• **Problem details**
Scan the entries below, and for each line that includes the word "info", make a copy.

======== Exercise material

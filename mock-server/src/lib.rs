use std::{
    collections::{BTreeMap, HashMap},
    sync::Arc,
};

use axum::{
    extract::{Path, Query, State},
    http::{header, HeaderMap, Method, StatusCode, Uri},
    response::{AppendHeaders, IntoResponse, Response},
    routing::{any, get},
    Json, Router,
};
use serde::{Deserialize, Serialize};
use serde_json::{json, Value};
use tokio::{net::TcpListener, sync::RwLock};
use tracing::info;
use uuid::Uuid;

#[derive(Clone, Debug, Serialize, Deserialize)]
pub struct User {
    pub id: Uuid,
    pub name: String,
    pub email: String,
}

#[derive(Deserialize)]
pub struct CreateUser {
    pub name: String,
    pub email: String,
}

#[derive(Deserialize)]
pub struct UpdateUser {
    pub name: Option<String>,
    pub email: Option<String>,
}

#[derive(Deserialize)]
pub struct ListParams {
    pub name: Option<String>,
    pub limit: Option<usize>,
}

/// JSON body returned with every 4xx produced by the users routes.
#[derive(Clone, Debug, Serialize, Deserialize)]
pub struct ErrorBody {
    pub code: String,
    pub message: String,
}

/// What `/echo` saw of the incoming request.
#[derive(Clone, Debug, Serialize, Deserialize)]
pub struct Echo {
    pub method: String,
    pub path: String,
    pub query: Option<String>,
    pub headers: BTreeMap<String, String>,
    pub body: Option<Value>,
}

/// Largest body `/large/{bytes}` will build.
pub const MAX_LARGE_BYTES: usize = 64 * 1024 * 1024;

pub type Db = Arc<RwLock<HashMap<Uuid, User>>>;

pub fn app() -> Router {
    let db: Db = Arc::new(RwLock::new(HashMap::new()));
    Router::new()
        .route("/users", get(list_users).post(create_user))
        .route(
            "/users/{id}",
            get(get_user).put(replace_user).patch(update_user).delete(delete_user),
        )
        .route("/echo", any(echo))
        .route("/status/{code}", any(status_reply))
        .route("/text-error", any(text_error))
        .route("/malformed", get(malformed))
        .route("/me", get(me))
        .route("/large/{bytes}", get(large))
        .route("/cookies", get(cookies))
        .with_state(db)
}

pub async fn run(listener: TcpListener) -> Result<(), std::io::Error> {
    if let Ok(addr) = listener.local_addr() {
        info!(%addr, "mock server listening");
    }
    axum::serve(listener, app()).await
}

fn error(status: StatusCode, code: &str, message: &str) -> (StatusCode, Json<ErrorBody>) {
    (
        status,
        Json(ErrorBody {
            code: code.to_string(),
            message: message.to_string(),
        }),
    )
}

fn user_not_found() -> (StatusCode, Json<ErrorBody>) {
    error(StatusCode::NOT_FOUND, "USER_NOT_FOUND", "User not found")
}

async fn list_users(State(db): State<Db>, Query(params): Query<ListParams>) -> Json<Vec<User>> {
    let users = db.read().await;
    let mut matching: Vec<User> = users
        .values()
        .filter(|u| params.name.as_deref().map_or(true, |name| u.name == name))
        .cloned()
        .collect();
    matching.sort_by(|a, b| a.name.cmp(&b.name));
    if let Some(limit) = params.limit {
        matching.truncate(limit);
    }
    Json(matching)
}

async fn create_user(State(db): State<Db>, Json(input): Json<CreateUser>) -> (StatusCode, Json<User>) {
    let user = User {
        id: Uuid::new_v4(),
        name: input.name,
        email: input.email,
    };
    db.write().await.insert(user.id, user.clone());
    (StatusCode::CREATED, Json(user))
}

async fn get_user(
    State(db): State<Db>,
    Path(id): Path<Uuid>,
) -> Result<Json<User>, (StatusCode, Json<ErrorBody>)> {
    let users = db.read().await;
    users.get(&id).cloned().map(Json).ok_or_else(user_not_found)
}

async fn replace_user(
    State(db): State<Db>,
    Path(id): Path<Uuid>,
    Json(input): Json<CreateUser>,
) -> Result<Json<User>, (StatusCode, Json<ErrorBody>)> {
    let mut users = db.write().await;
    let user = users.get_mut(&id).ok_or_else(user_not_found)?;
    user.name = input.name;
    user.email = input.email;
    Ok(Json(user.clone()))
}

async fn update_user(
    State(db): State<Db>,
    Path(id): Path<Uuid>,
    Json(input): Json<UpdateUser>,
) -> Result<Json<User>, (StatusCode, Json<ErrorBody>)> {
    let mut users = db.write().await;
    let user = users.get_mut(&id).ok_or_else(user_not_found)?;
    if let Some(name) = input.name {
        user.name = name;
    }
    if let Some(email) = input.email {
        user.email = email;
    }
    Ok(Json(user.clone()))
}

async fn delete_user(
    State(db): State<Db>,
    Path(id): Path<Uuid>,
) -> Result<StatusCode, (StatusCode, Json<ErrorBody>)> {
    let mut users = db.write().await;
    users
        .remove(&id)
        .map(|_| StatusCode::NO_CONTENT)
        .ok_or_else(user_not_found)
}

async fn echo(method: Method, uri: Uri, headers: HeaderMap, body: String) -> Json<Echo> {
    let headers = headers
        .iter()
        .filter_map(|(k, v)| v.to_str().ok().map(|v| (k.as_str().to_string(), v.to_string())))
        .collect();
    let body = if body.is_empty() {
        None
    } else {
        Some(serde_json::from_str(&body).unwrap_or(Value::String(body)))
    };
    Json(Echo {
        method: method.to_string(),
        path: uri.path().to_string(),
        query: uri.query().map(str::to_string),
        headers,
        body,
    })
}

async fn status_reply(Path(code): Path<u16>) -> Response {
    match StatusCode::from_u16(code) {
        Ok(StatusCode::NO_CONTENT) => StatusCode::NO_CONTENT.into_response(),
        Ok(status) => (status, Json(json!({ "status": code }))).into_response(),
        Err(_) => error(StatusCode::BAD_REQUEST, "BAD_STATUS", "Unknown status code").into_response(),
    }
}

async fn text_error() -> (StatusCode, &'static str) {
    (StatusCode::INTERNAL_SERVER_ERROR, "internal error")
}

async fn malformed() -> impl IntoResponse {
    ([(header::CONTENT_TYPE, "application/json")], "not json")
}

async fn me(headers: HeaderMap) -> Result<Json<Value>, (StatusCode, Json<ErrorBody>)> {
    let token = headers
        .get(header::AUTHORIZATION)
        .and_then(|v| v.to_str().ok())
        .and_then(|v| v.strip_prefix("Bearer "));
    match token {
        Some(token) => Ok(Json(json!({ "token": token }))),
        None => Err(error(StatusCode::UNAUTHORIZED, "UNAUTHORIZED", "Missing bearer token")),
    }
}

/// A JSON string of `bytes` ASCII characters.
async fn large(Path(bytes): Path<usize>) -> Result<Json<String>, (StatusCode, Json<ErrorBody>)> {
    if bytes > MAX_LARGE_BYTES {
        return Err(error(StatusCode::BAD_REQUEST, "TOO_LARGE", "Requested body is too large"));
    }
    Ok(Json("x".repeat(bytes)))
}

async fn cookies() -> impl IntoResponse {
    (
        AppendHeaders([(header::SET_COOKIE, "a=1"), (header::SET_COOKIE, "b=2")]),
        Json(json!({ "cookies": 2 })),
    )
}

================

• **Answer to the exercise**
use tracing::info;
        info!(%addr, "mock server listening");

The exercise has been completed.